But to return to Hebron. Eternal life having been promised to Abram and Christ by constituting them heirs of the land of Canaan for ever, the Lord proceeded to grant Abram a sign whereby he might know assuredly that he and his Seed should inherit it. The sun having gone down entirely, which was figurative of the setting of "the Sun of Righteousness" below the horizon of life, Abram beheld "a smoking furnace, and a flame of fire pass between the pieces." This was a sign which could not be mistaken. The animals he had slain, and watched and defended so long from the birds of prey, were consumed by fire from heaven. By this he knew, and was assured, that he and his Seed, the Christ, should inherit the land for ever. But this was not all. On the same day the Lord converted His promise made at Sichem, and repeated near Bethel, into a covenant with Abram, as Moses testifies, saying, "in the sarne day the Lord made a covenant with Abram, saying, unto thy Seed have I given this land, from the river of Egypt unto the great river, the river Euphrates:" inhabited by "the Kenites, and the Kennizzites, and the Kadmonites, and the Hittites, and the Perizzites and the Rephaim, and the Amorites, and the Canaanites, and the Girghashites, and the jebusites" (Gen. 15).

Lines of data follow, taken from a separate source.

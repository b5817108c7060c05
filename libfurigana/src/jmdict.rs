//! Local JMdict index as a [`WordLookup`] provider.
//!
//! Layout on disk (written by `jmdict_build`):
//! - `jmdict.fst`: every kanji form and reading → index into the payload vector
//! - `jmdict.bincode`: `Vec<Vec<JmdictEntry>>`, the entries listing that key
//!
//! Exact keys are answered directly; otherwise up to [`PREFIX_LIMIT`] keys
//! starting with the query are used, which is close to what the web search
//! returns for a bare word.

use anyhow::Context;
use fst::{automaton::Str, Automaton, IntoStreamer, Map, MapBuilder, Streamer};
use libnihongo_core::{Error, WordCandidate, WordLookup};
use serde::{Deserialize, Serialize};
use std::collections::{BTreeMap, BTreeSet};
use std::fs;
use std::path::Path;

pub const FST_FILE: &str = "jmdict.fst";
pub const PAYLOAD_FILE: &str = "jmdict.bincode";

/// Keys consulted when a query has no exact match.
pub const PREFIX_LIMIT: usize = 10;

/// One JMdict entry, reduced to what lookups need.
#[derive(Serialize, Deserialize, Debug, Clone, PartialEq, Eq, Default)]
pub struct JmdictEntry {
    /// `keb` elements, in dictionary order.
    pub words: Vec<String>,
    /// `reb` elements, in dictionary order.
    pub readings: Vec<String>,
    /// English `gloss` elements, senses in order.
    pub glosses: Vec<String>,
}

impl JmdictEntry {
    /// Distinct lookup keys of this entry.
    pub fn keys(&self) -> BTreeSet<&str> {
        self.words
            .iter()
            .chain(&self.readings)
            .map(String::as_str)
            .filter(|k| !k.is_empty())
            .collect()
    }

    /// One candidate per kanji form, paired with the first reading; kana-only
    /// entries give one candidate per reading.
    pub fn candidates(&self) -> Vec<WordCandidate> {
        if self.words.is_empty() {
            return self
                .readings
                .iter()
                .map(|r| WordCandidate::new("", r.as_str(), self.glosses.clone()))
                .collect();
        }
        let reading = self.readings.first().map(String::as_str).unwrap_or("");
        self.words
            .iter()
            .map(|w| WordCandidate::new(w.as_str(), reading, self.glosses.clone()))
            .collect()
    }
}

/// Serialised index: (fst bytes, bincode payload bytes).
pub fn build_index_bytes(entries: &[JmdictEntry]) -> anyhow::Result<(Vec<u8>, Vec<u8>)> {
    let mut grouped: BTreeMap<&str, Vec<JmdictEntry>> = BTreeMap::new();
    for entry in entries {
        for key in entry.keys() {
            grouped.entry(key).or_default().push(entry.clone());
        }
    }

    let mut builder = MapBuilder::memory();
    let mut payloads: Vec<Vec<JmdictEntry>> = Vec::with_capacity(grouped.len());
    for (i, (key, list)) in grouped.into_iter().enumerate() {
        builder.insert(key, i as u64)?;
        payloads.push(list);
    }
    let fst_bytes = builder.into_inner()?;
    let payload_bytes = bincode::serialize(&payloads)?;
    Ok((fst_bytes, payload_bytes))
}

/// Write `jmdict.fst` and `jmdict.bincode` into `out_dir`.
pub fn write_index<P: AsRef<Path>>(entries: &[JmdictEntry], out_dir: P) -> anyhow::Result<()> {
    let out_dir = out_dir.as_ref();
    fs::create_dir_all(out_dir).with_context(|| format!("creating {}", out_dir.display()))?;
    let (fst_bytes, payload_bytes) = build_index_bytes(entries)?;
    fs::write(out_dir.join(FST_FILE), fst_bytes)?;
    fs::write(out_dir.join(PAYLOAD_FILE), payload_bytes)?;
    Ok(())
}

/// Read-only FST + bincode dictionary.
pub struct JmdictIndex {
    map: Map<Vec<u8>>,
    payloads: Vec<Vec<JmdictEntry>>,
}

impl JmdictIndex {
    pub fn from_bytes(fst_bytes: Vec<u8>, payload_bytes: &[u8]) -> anyhow::Result<Self> {
        let map = Map::new(fst_bytes).context("fst map")?;
        let payloads: Vec<Vec<JmdictEntry>> =
            bincode::deserialize(payload_bytes).context("deserialize bincode")?;
        Ok(Self { map, payloads })
    }

    /// In-memory index over `entries`.
    pub fn from_entries(entries: &[JmdictEntry]) -> anyhow::Result<Self> {
        let (fst_bytes, payload_bytes) = build_index_bytes(entries)?;
        Self::from_bytes(fst_bytes, &payload_bytes)
    }

    /// Load the artifacts written by [`write_index`] from `dir`.
    pub fn load<P: AsRef<Path>>(dir: P) -> libnihongo_core::Result<Self> {
        let dir = dir.as_ref();
        let fst_path = dir.join(FST_FILE);
        let payload_path = dir.join(PAYLOAD_FILE);
        let fst_bytes = fs::read(&fst_path).map_err(|source| Error::Io {
            path: fst_path.clone(),
            source,
        })?;
        let payload_bytes = fs::read(&payload_path).map_err(|source| Error::Io {
            path: payload_path.clone(),
            source,
        })?;
        let index = Self::from_bytes(fst_bytes, &payload_bytes).map_err(|e| Error::index(dir, format!("{e:#}")))?;
        tracing::info!(path = %dir.display(), keys = index.len(), "loaded JMdict index");
        Ok(index)
    }

    /// Number of distinct keys.
    pub fn len(&self) -> usize {
        self.map.len()
    }

    pub fn is_empty(&self) -> bool {
        self.map.is_empty()
    }

    /// Entries listing `key` as a kanji form or reading.
    pub fn get(&self, key: &str) -> &[JmdictEntry] {
        self.map
            .get(key)
            .and_then(|i| self.payloads.get(i as usize))
            .map(Vec::as_slice)
            .unwrap_or(&[])
    }

    /// Up to `limit` keys starting with `prefix`, in key order.
    pub fn prefix_keys(&self, prefix: &str, limit: usize) -> Vec<String> {
        let matcher = Str::new(prefix).starts_with();
        let mut stream = self.map.search(matcher).into_stream();
        let mut keys = Vec::new();
        while let Some((key, _)) = stream.next() {
            if keys.len() >= limit {
                break;
            }
            if let Ok(key) = std::str::from_utf8(key) {
                keys.push(key.to_string());
            }
        }
        keys
    }
}

impl WordLookup for JmdictIndex {
    fn search(&self, word: &str) -> anyhow::Result<Vec<WordCandidate>> {
        let mut entries: Vec<&JmdictEntry> = self.get(word).iter().collect();
        if entries.is_empty() {
            for key in self.prefix_keys(word, PREFIX_LIMIT) {
                for entry in self.get(&key) {
                    if !entries.contains(&entry) {
                        entries.push(entry);
                    }
                }
            }
        }
        Ok(entries.into_iter().flat_map(JmdictEntry::candidates).collect())
    }

    fn name(&self) -> &'static str {
        "jmdict"
    }
}

impl std::fmt::Debug for JmdictIndex {
    fn fmt(&self, f: &mut std::fmt::Formatter<'_>) -> std::fmt::Result {
        f.debug_struct("JmdictIndex").field("keys", &self.len()).finish()
    }
}

#[cfg(test)]
mod tests {
    use super::*;

    fn entry(words: &[&str], readings: &[&str], glosses: &[&str]) -> JmdictEntry {
        JmdictEntry {
            words: words.iter().map(|s| s.to_string()).collect(),
            readings: readings.iter().map(|s| s.to_string()).collect(),
            glosses: glosses.iter().map(|s| s.to_string()).collect(),
        }
    }

    fn sample() -> Vec<JmdictEntry> {
        vec![
            entry(&["日本"], &["にほん", "にっぽん"], &["Japan"]),
            entry(&["日本人"], &["にほんじん"], &["Japanese person"]),
            entry(&[], &["ひらがな"], &["hiragana"]),
            entry(&["行く", "往く"], &["いく", "ゆく"], &["to go", "to move"]),
        ]
    }

    #[test]
    fn test_candidates_pair_words_with_first_reading() {
        let e = &sample()[3];
        let candidates = e.candidates();
        assert_eq!(candidates.len(), 2);
        assert_eq!(candidates[1].word, "往く");
        assert_eq!(candidates[1].reading, "いく");
        assert_eq!(sample()[2].candidates()[0].word, "");
    }

    #[test]
    fn test_exact_lookup_by_word_and_reading() {
        let index = JmdictIndex::from_entries(&sample()).unwrap();
        assert_eq!(index.get("日本").len(), 1);
        assert_eq!(index.get("にっぽん")[0].words, vec!["日本"]);
        assert!(index.get("東京").is_empty());
        // 日本 ×1, にほん, にっぽん, 日本人, にほんじん, ひらがな, 行く, 往く, いく, ゆく
        assert_eq!(index.len(), 10);
    }

    #[test]
    fn test_prefix_fallback() {
        let index = JmdictIndex::from_entries(&sample()).unwrap();
        assert_eq!(index.prefix_keys("日", 10), vec!["日本", "日本人"]);
        assert_eq!(index.prefix_keys("日", 1), vec!["日本"]);

        let candidates = index.search("日").unwrap();
        let words: Vec<&str> = candidates.iter().map(|c| c.word.as_str()).collect();
        assert_eq!(words, vec!["日本", "日本人"]);
    }

    #[test]
    fn test_search_exact_does_not_widen() {
        let index = JmdictIndex::from_entries(&sample()).unwrap();
        let candidates = index.search("日本").unwrap();
        assert_eq!(candidates.len(), 1);
        assert!(index.search("zzz").unwrap().is_empty());
    }
}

In commenting upon these things, the apostle saith, "the covenant previously confirmed by God concerning Christ (EIS CHRISTOU) the law which came into existence (GEGONOS) four hundred and thirty years after, cannot disannul, that it should make the promise of none effect. For if the inheritance (the land of Canaan and its attributes) be of the law, it is no more of promise: but God gave it to Abraham by promise" (Gal. 3:17,18). To understand this, we must know that a question agitated the congregations of Galatia, namely, that it was necessary for the disciples from among the Gentiles to be circumcised, and to keep the law of Moses as well as to believe the gospel and be baptized, or they could have no part in the inheritance covenanted to Abraham and Christ. The apostle styles this judaizing, and preaching "another gospel." It was the beginning of that awful apostasy the fruit of which we behold in the ecclesiastical system of our day, He contended strenuously against this perversion of the truth in all places. The Judaizers argued that a right to Canaan when made a heavenly country under Christ, was derived from the law of Moses; the apostle denied this, and maintained that the law
could give no title to it -- that it could only be obtained "through the righteousness of the faith, for the promise that he should be the heir of the world, was not to Abraham or to his Seed, through the law, but through the righteousness of faith. For if they who are of the law be heirs, faith is made void, and the promise is made of none effect: because the law worketh wrath. Therefore it is of faith, that it might be by grace; to the end that the promise might be sure to all the seed; not to that (portion of the seed) only which is of the law, but to that also which is of the faith of Abraham; who is the father of us all," both Jews and Gentiles, "before God whose promises he believed;" as it is written, "a father of many nations have I constituted thee" (Rom. 4:13,16,17). The Judaizers claimed a right to the inheritance because they bore the seal of the covenant, marked in their flesh by circumcision ; the apostle, because he believed the same things that Abraham did, and was the subject of God's righteousness through the faith of Jesus Christ, without any title derived from the law of Moses.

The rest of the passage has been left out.